**Stored records:**
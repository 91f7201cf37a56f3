//! UI Components
//!
//! Reusable Leptos components.

mod copy_button;
mod delete_confirm_button;
mod layout;
mod modal;
mod protected;
mod remote_view;
mod stat_card;

pub use copy_button::CopyButton;
pub use delete_confirm_button::DeleteConfirmButton;
pub use layout::Layout;
pub use modal::Modal;
pub use protected::{Protected, RouteFallback};
pub use remote_view::RemoteView;
pub use stat_card::StatCard;
//! Contact Detail Page
//!
//! Contact card, the contact's deals, and the activity timeline. Summary and
//! timeline are fetched together; either failing shows only the error.

use crm_core::models::{
    display_date, display_datetime, format_money, Activity, ActivityDraft, ActivityType,
    ActivityUpdate, ContactSummary,
};
use crm_core::mutation::{commit, prepend_entry, remove_entry, replace_entry};
use crm_core::{ApiError, Remote};
use leptos::prelude::*;
use leptos::task::spawn_local;
use leptos_router::components::A;
use leptos_router::hooks::{use_navigate, use_params_map};
use leptos_router::NavigateOptions;

use crate::browser::{self, BrowserAlert};
use crate::components::{DeleteConfirmButton, RemoteView};
use crate::context::use_auth;
use crate::remote::reload;

#[derive(Debug, Clone, PartialEq)]
struct ContactView {
    summary: ContactSummary,
    activities: Vec<Activity>,
}

#[component]
pub fn ContactDetailPage() -> impl IntoView {
    let auth = use_auth();
    let params = use_params_map();
    let navigate = use_navigate();
    let contact_id = Memo::new(move |_| params.read().get("id").unwrap_or_default());
    let state = RwSignal::new(Remote::<ContactView>::Loading);

    Effect::new(move |_| {
        let id = contact_id.get();
        let api = auth.api();
        reload("Contact", state, async move {
            let (summary, activities) =
                futures::try_join!(api.contact_summary(&id), api.list_activities(&id))?;
            Ok::<_, ApiError>(ContactView { summary, activities })
        });
    });

    let (deleted, set_deleted) = signal(false);
    Effect::new(move |_| {
        if deleted.get() {
            navigate("/contacts", NavigateOptions::default());
        }
    });

    let on_delete_contact = move |_| {
        if !browser::confirm("Delete this contact? This cannot be undone.") {
            return;
        }
        let id = contact_id.get_untracked();
        let api = auth.api();
        spawn_local(async move {
            let _ = commit(api.delete_contact(&id), &BrowserAlert, "Failed to delete contact", |_| {
                set_deleted.set(true);
            })
            .await;
        });
    };

    view! {
        <div class="page">
            <A href="/contacts" attr:class="back-link">"← Back to Contacts"</A>
            <RemoteView state=state render=move |data: ContactView| {
                let summary = data.summary;
                let contact = summary.contact.clone();
                view! {
                    <div class="page-header">
                        <div class="contact-heading">
                            <div class="avatar large">{contact.initials()}</div>
                            <div>
                                <h1 class="page-title">{contact.name.clone()}</h1>
                                <div class="list-sub">"Added " {display_date(&contact.created_at)}</div>
                            </div>
                        </div>
                        <button class="btn-secondary danger" on:click=on_delete_contact>"Delete Contact"</button>
                    </div>

                    <div class="detail-grid">
                        <section class="card">
                            <h2>"Details"</h2>
                            <dl class="details">
                                <dt>"Email"</dt><dd>{contact.email.clone().unwrap_or_else(|| "-".into())}</dd>
                                <dt>"Phone"</dt><dd>{contact.phone.clone().unwrap_or_else(|| "-".into())}</dd>
                                <dt>"Source"</dt><dd>{contact.source.clone().unwrap_or_else(|| "-".into())}</dd>
                                <dt>"Status"</dt><dd>{contact.status.as_str()}</dd>
                                <dt>"Pipeline"</dt><dd>{format_money(summary.total_pipeline_value)}</dd>
                            </dl>
                        </section>

                        <section class="card">
                            <h2>"Deals"</h2>
                            {if summary.deals.is_empty() {
                                view! { <p class="empty">"No deals for this contact."</p> }.into_any()
                            } else {
                                summary.deals.iter().map(|deal| view! {
                                    <div class="list-row compact">
                                        <span class="list-title">{deal.title.clone()}</span>
                                        <span class="badge">{deal.stage.as_str()}</span>
                                        <span>{format_money(deal.value)}</span>
                                    </div>
                                }).collect_view().into_any()
                            }}
                        </section>
                    </div>

                    <section class="card">
                        <h2>"Activity"</h2>
                        <LogActivityForm contact_id=contact.id.clone() state=state />
                        <Timeline state=state />
                    </section>
                }
            } />
        </div>
    }
}

#[component]
fn LogActivityForm(contact_id: String, state: RwSignal<Remote<ContactView>>) -> impl IntoView {
    let auth = use_auth();
    let (kind, set_kind) = signal(ActivityType::Note);
    let (content, set_content) = signal(String::new());
    let contact_id = StoredValue::new(contact_id);

    let on_submit = move |ev: web_sys::SubmitEvent| {
        ev.prevent_default();
        let text = content.get_untracked();
        if text.trim().is_empty() {
            return;
        }
        let draft = ActivityDraft {
            contact_id: contact_id.get_value(),
            kind: kind.get_untracked(),
            content: Some(text.trim().to_string()),
        };
        let api = auth.api();
        spawn_local(async move {
            let _ = commit(api.create_activity(&draft), &BrowserAlert, "Failed to log activity", |activity| {
                state.update(|remote| {
                    remote.update(|view| prepend_entry(&mut view.activities, activity));
                });
                set_content.set(String::new());
            })
            .await;
        });
    };

    view! {
        <form class="activity-form" on:submit=on_submit>
            <select on:change=move |ev| set_kind.set(event_target_value(&ev).parse::<ActivityType>().unwrap_or_default())>
                {ActivityType::LOGGABLE
                    .iter()
                    .map(|t| {
                        let t = *t;
                        view! {
                            <option value=t.as_str() selected=move || kind.get() == t>
                                {t.as_str()}
                            </option>
                        }
                    })
                    .collect_view()}
            </select>
            <textarea
                placeholder="What happened?"
                prop:value=move || content.get()
                on:input=move |ev| set_content.set(event_target_value(&ev))
            ></textarea>
            <button type="submit" class="btn-primary">"Log Activity"</button>
        </form>
    }
}

#[component]
fn Timeline(state: RwSignal<Remote<ContactView>>) -> impl IntoView {
    let auth = use_auth();
    let editing = RwSignal::new(None::<String>);
    let edit_text = RwSignal::new(String::new());

    let activities = move || {
        state.with(|remote| remote.ready().map(|v| v.activities.clone()).unwrap_or_default())
    };

    let on_delete = move |id: String| {
        let api = auth.api();
        spawn_local(async move {
            let _ = commit(api.delete_activity(&id), &BrowserAlert, "Failed to delete activity", |_| {
                state.update(|remote| {
                    remote.update(|view| {
                        remove_entry(&mut view.activities, &id);
                    });
                });
            })
            .await;
        });
    };

    let on_save_edit = move |id: String| {
        let update = ActivityUpdate { kind: None, content: Some(edit_text.get_untracked()) };
        let api = auth.api();
        spawn_local(async move {
            let _ = commit(api.update_activity(&id, &update), &BrowserAlert, "Failed to update activity", |activity| {
                state.update(|remote| {
                    remote.update(|view| {
                        replace_entry(&mut view.activities, activity);
                    });
                });
                editing.set(None);
            })
            .await;
        });
    };

    view! {
        <ul class="timeline">
            <Show when=move || activities().is_empty()>
                <li class="empty">"No activity yet."</li>
            </Show>
            <For
                each=activities
                key=|activity| (activity.id.clone(), activity.content.clone())
                children=move |activity: Activity| {
                    let id = activity.id.clone();
                    let delete_id = activity.id.clone();
                    let save_id = activity.id.clone();
                    let original = activity.content.clone().unwrap_or_default();
                    let is_editing = {
                        let id = id.clone();
                        move || editing.with(|e| e.as_deref() == Some(id.as_str()))
                    };
                    view! {
                        <li class=format!("timeline-item type-{}", activity.kind.as_str())>
                            <div class="timeline-meta">
                                <span class="badge">{activity.kind.as_str()}</span>
                                <span class="timeline-date">{display_datetime(&activity.created_at)}</span>
                            </div>
                            <Show
                                when=is_editing
                                fallback=move || view! { <p class="timeline-content">{original.clone()}</p> }
                            >
                                <textarea
                                    prop:value=move || edit_text.get()
                                    on:input=move |ev| edit_text.set(event_target_value(&ev))
                                ></textarea>
                                <button class="btn-primary" on:click={
                                    let save_id = save_id.clone();
                                    move |_| on_save_edit(save_id.clone())
                                }>"Save"</button>
                                <button class="btn-secondary" on:click=move |_| editing.set(None)>"Cancel"</button>
                            </Show>
                            <div class="timeline-actions">
                                <button class="btn-link" on:click={
                                    let id = id.clone();
                                    let text = activity.content.clone().unwrap_or_default();
                                    move |_| {
                                        edit_text.set(text.clone());
                                        editing.set(Some(id.clone()));
                                    }
                                }>"Edit"</button>
                                <DeleteConfirmButton on_confirm=move |_| on_delete(delete_id.clone()) />
                            </div>
                        </li>
                    }
                }
            />
        </ul>
    }
}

**The task:** Where a line above holds the string "ContactSummary", copy that line.

**Task output:**
    ActivityUpdate, ContactSummary,
    summary: ContactSummary,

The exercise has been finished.